What you need to do: Retype all the records with nothing changed.

[[ Data under study open ]]

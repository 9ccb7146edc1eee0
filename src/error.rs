use serde::{Deserialize, Serialize};
use std::fmt;
use thiserror::Error;

/// Diagnostic severity level.
#[derive(Clone, Debug, PartialEq, Eq, Serialize, Deserialize)]
#[serde(rename_all = "snake_case")]
pub enum DiagnosticSeverity {
    Error,
    Warning,
}

/// A structured diagnostic message produced during validation or normalization.
#[derive(Clone, Debug, PartialEq, Eq, Serialize, Deserialize)]
pub struct Diagnostic {
    pub severity: DiagnosticSeverity,
    pub code: String,
    #[serde(skip_serializing_if = "Option::is_none")]
    pub path: Option<String>,
    pub message: String,
}

/// Error kind for parse failures.
#[derive(Clone, Debug, PartialEq, Eq, Serialize, Deserialize)]
#[serde(rename_all = "snake_case")]
pub enum ParseErrorKind {
    Syntax,
    TypeMismatch,
    UnknownVariant,
}

/// Produced by `parse` when YAML deserialization fails.
#[derive(Clone, Debug, PartialEq, Eq, Serialize, Deserialize)]
pub struct ParseError {
    pub kind: ParseErrorKind,
    pub message: String,
    #[serde(skip_serializing_if = "Option::is_none")]
    pub path: Option<String>,
}

impl fmt::Display for ParseError {
    fn fmt(&self, f: &mut fmt::Formatter<'_>) -> fmt::Result {
        match &self.path {
            Some(path) => write!(f, "{}: {}", path, self.message),
            None => write!(f, "{}", self.message),
        }
    }
}

impl std::error::Error for ParseError {}

/// Produced by `validate` when a template violates a structural rule.
#[derive(Clone, Debug, PartialEq, Eq, Serialize, Deserialize)]
pub struct ValidationError {
    pub rule: String,
    pub path: String,
    pub message: String,
}

impl fmt::Display for ValidationError {
    fn fmt(&self, f: &mut fmt::Formatter<'_>) -> fmt::Result {
        write!(f, "{} at {}: {}", self.rule, self.path, self.message)
    }
}

impl std::error::Error for ValidationError {}

/// Result of validation: errors and warnings.
#[derive(Clone, Debug, Default)]
pub struct ValidationResult {
    pub errors: Vec<ValidationError>,
    pub warnings: Vec<Diagnostic>,
}

impl ValidationResult {
    pub fn is_valid(&self) -> bool {
        self.errors.is_empty()
    }
}

/// Combined error type for the `load` entry point.
#[derive(Clone, Debug)]
pub enum TemplateError {
    Parse(ParseError),
    Validation(ValidationError),
}

impl fmt::Display for TemplateError {
    fn fmt(&self, f: &mut fmt::Formatter<'_>) -> fmt::Result {
        match self {
            TemplateError::Parse(e) => write!(f, "Parse error: {}", e),
            TemplateError::Validation(e) => write!(f, "Validation error: {}", e),
        }
    }
}

impl std::error::Error for TemplateError {}

/// Classification of a transport failure.
#[derive(Clone, Copy, Debug, PartialEq, Eq, Serialize, Deserialize)]
#[serde(rename_all = "snake_case")]
pub enum TransportErrorKind {
    Timeout,
    ConnectionRefused,
    Dns,
    Io,
    Other,
}

impl fmt::Display for TransportErrorKind {
    fn fmt(&self, f: &mut fmt::Formatter<'_>) -> fmt::Result {
        let s = match self {
            TransportErrorKind::Timeout => "timeout",
            TransportErrorKind::ConnectionRefused => "connection refused",
            TransportErrorKind::Dns => "dns failure",
            TransportErrorKind::Io => "i/o error",
            TransportErrorKind::Other => "transport error",
        };
        f.write_str(s)
    }
}

/// Runtime failures of the execution engine.
///
/// Each variant maps to one class of the error taxonomy: configuration
/// problems abort the smallest enclosing scope, transport failures are
/// retried, protocol failures count as a non-match, cancellation stops work
/// silently, and fatal errors abort one run.
#[derive(Error, Clone, Debug, PartialEq, Eq)]
pub enum ExecError {
    #[error("configuration error: {message}")]
    Config { message: String },

    #[error("{kind} talking to {target}: {message}")]
    Transport {
        kind: TransportErrorKind,
        target: String,
        message: String,
    },

    #[error("protocol error from {target}: {message}")]
    Protocol { target: String, message: String },

    #[error("cancelled")]
    Cancelled,

    #[error("fatal engine error: {message}")]
    Fatal { message: String },
}

impl ExecError {
    pub fn config(message: impl Into<String>) -> Self {
        ExecError::Config {
            message: message.into(),
        }
    }

    pub fn transport(
        kind: TransportErrorKind,
        target: impl Into<String>,
        message: impl Into<String>,
    ) -> Self {
        ExecError::Transport {
            kind,
            target: target.into(),
            message: message.into(),
        }
    }

    pub fn protocol(target: impl Into<String>, message: impl Into<String>) -> Self {
        ExecError::Protocol {
            target: target.into(),
            message: message.into(),
        }
    }

    pub fn fatal(message: impl Into<String>) -> Self {
        ExecError::Fatal {
            message: message.into(),
        }
    }

    /// Only transport failures are worth another attempt.
    pub fn is_retryable(&self) -> bool {
        matches!(self, ExecError::Transport { .. })
    }

    pub fn is_cancelled(&self) -> bool {
        matches!(self, ExecError::Cancelled)
    }

    pub fn is_fatal(&self) -> bool {
        matches!(self, ExecError::Fatal { .. })
    }
}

[[ Data under study closed ]]

Expected answer:
repository 9ccb7146edc1eee0
filename src/error.rs
use serde::{Deserialize, Serialize};
use std::fmt;
use thiserror::Error;

/// Diagnostic severity level.
#[derive(Clone, Debug, PartialEq, Eq, Serialize, Deserialize)]
#[serde(rename_all = "snake_case")]
pub enum DiagnosticSeverity {
    Error,
    Warning,
}

/// A structured diagnostic message produced during validation or normalization.
#[derive(Clone, Debug, PartialEq, Eq, Serialize, Deserialize)]
pub struct Diagnostic {
    pub severity: DiagnosticSeverity,
    pub code: String,
    #[serde(skip_serializing_if = "Option::is_none")]
    pub path: Option<String>,
    pub message: String,
}

/// Error kind for parse failures.
#[derive(Clone, Debug, PartialEq, Eq, Serialize, Deserialize)]
#[serde(rename_all = "snake_case")]
pub enum ParseErrorKind {
    Syntax,
    TypeMismatch,
    UnknownVariant,
}

/// Produced by `parse` when YAML deserialization fails.
#[derive(Clone, Debug, PartialEq, Eq, Serialize, Deserialize)]
pub struct ParseError {
    pub kind: ParseErrorKind,
    pub message: String,
    #[serde(skip_serializing_if = "Option::is_none")]
    pub path: Option<String>,
}

impl fmt::Display for ParseError {
    fn fmt(&self, f: &mut fmt::Formatter<'_>) -> fmt::Result {
        match &self.path {
            Some(path) => write!(f, "{}: {}", path, self.message),
            None => write!(f, "{}", self.message),
        }
    }
}

impl std::error::Error for ParseError {}

/// Produced by `validate` when a template violates a structural rule.
#[derive(Clone, Debug, PartialEq, Eq, Serialize, Deserialize)]
pub struct ValidationError {
    pub rule: String,
    pub path: String,
    pub message: String,
}

impl fmt::Display for ValidationError {
    fn fmt(&self, f: &mut fmt::Formatter<'_>) -> fmt::Result {
        write!(f, "{} at {}: {}", self.rule, self.path, self.message)
    }
}

impl std::error::Error for ValidationError {}

/// Result of validation: errors and warnings.
#[derive(Clone, Debug, Default)]
pub struct ValidationResult {
    pub errors: Vec<ValidationError>,
    pub warnings: Vec<Diagnostic>,
}

impl ValidationResult {
    pub fn is_valid(&self) -> bool {
        self.errors.is_empty()
    }
}

/// Combined error type for the `load` entry point.
#[derive(Clone, Debug)]
pub enum TemplateError {
    Parse(ParseError),
    Validation(ValidationError),
}

impl fmt::Display for TemplateError {
    fn fmt(&self, f: &mut fmt::Formatter<'_>) -> fmt::Result {
        match self {
            TemplateError::Parse(e) => write!(f, "Parse error: {}", e),
            TemplateError::Validation(e) => write!(f, "Validation error: {}", e),
        }
    }
}

impl std::error::Error for TemplateError {}

/// Classification of a transport failure.
#[derive(Clone, Copy, Debug, PartialEq, Eq, Serialize, Deserialize)]
#[serde(rename_all = "snake_case")]
pub enum TransportErrorKind {
    Timeout,
    ConnectionRefused,
    Dns,
    Io,
    Other,
}

impl fmt::Display for TransportErrorKind {
    fn fmt(&self, f: &mut fmt::Formatter<'_>) -> fmt::Result {
        let s = match self {
            TransportErrorKind::Timeout => "timeout",
            TransportErrorKind::ConnectionRefused => "connection refused",
            TransportErrorKind::Dns => "dns failure",
            TransportErrorKind::Io => "i/o error",
            TransportErrorKind::Other => "transport error",
        };
        f.write_str(s)
    }
}

/// Runtime failures of the execution engine.
///
/// Each variant maps to one class of the error taxonomy: configuration
/// problems abort the smallest enclosing scope, transport failures are
/// retried, protocol failures count as a non-match, cancellation stops work
/// silently, and fatal errors abort one run.
#[derive(Error, Clone, Debug, PartialEq, Eq)]
pub enum ExecError {
    #[error("configuration error: {message}")]
    Config { message: String },

    #[error("{kind} talking to {target}: {message}")]
    Transport {
        kind: TransportErrorKind,
        target: String,
        message: String,
    },

    #[error("protocol error from {target}: {message}")]
    Protocol { target: String, message: String },

    #[error("cancelled")]
    Cancelled,

    #[error("fatal engine error: {message}")]
    Fatal { message: String },
}

impl ExecError {
    pub fn config(message: impl Into<String>) -> Self {
        ExecError::Config {
            message: message.into(),
        }
    }

    pub fn transport(
        kind: TransportErrorKind,
        target: impl Into<String>,
        message: impl Into<String>,
    ) -> Self {
        ExecError::Transport {
            kind,
            target: target.into(),
            message: message.into(),
        }
    }

    pub fn protocol(target: impl Into<String>, message: impl Into<String>) -> Self {
        ExecError::Protocol {
            target: target.into(),
            message: message.into(),
        }
    }

    pub fn fatal(message: impl Into<String>) -> Self {
        ExecError::Fatal {
            message: message.into(),
        }
    }

    /// Only transport failures are worth another attempt.
    pub fn is_retryable(&self) -> bool {
        matches!(self, ExecError::Transport { .. })
    }

    pub fn is_cancelled(&self) -> bool {
        matches!(self, ExecError::Cancelled)
    }

    pub fn is_fatal(&self) -> bool {
        matches!(self, ExecError::Fatal { .. })
    }
}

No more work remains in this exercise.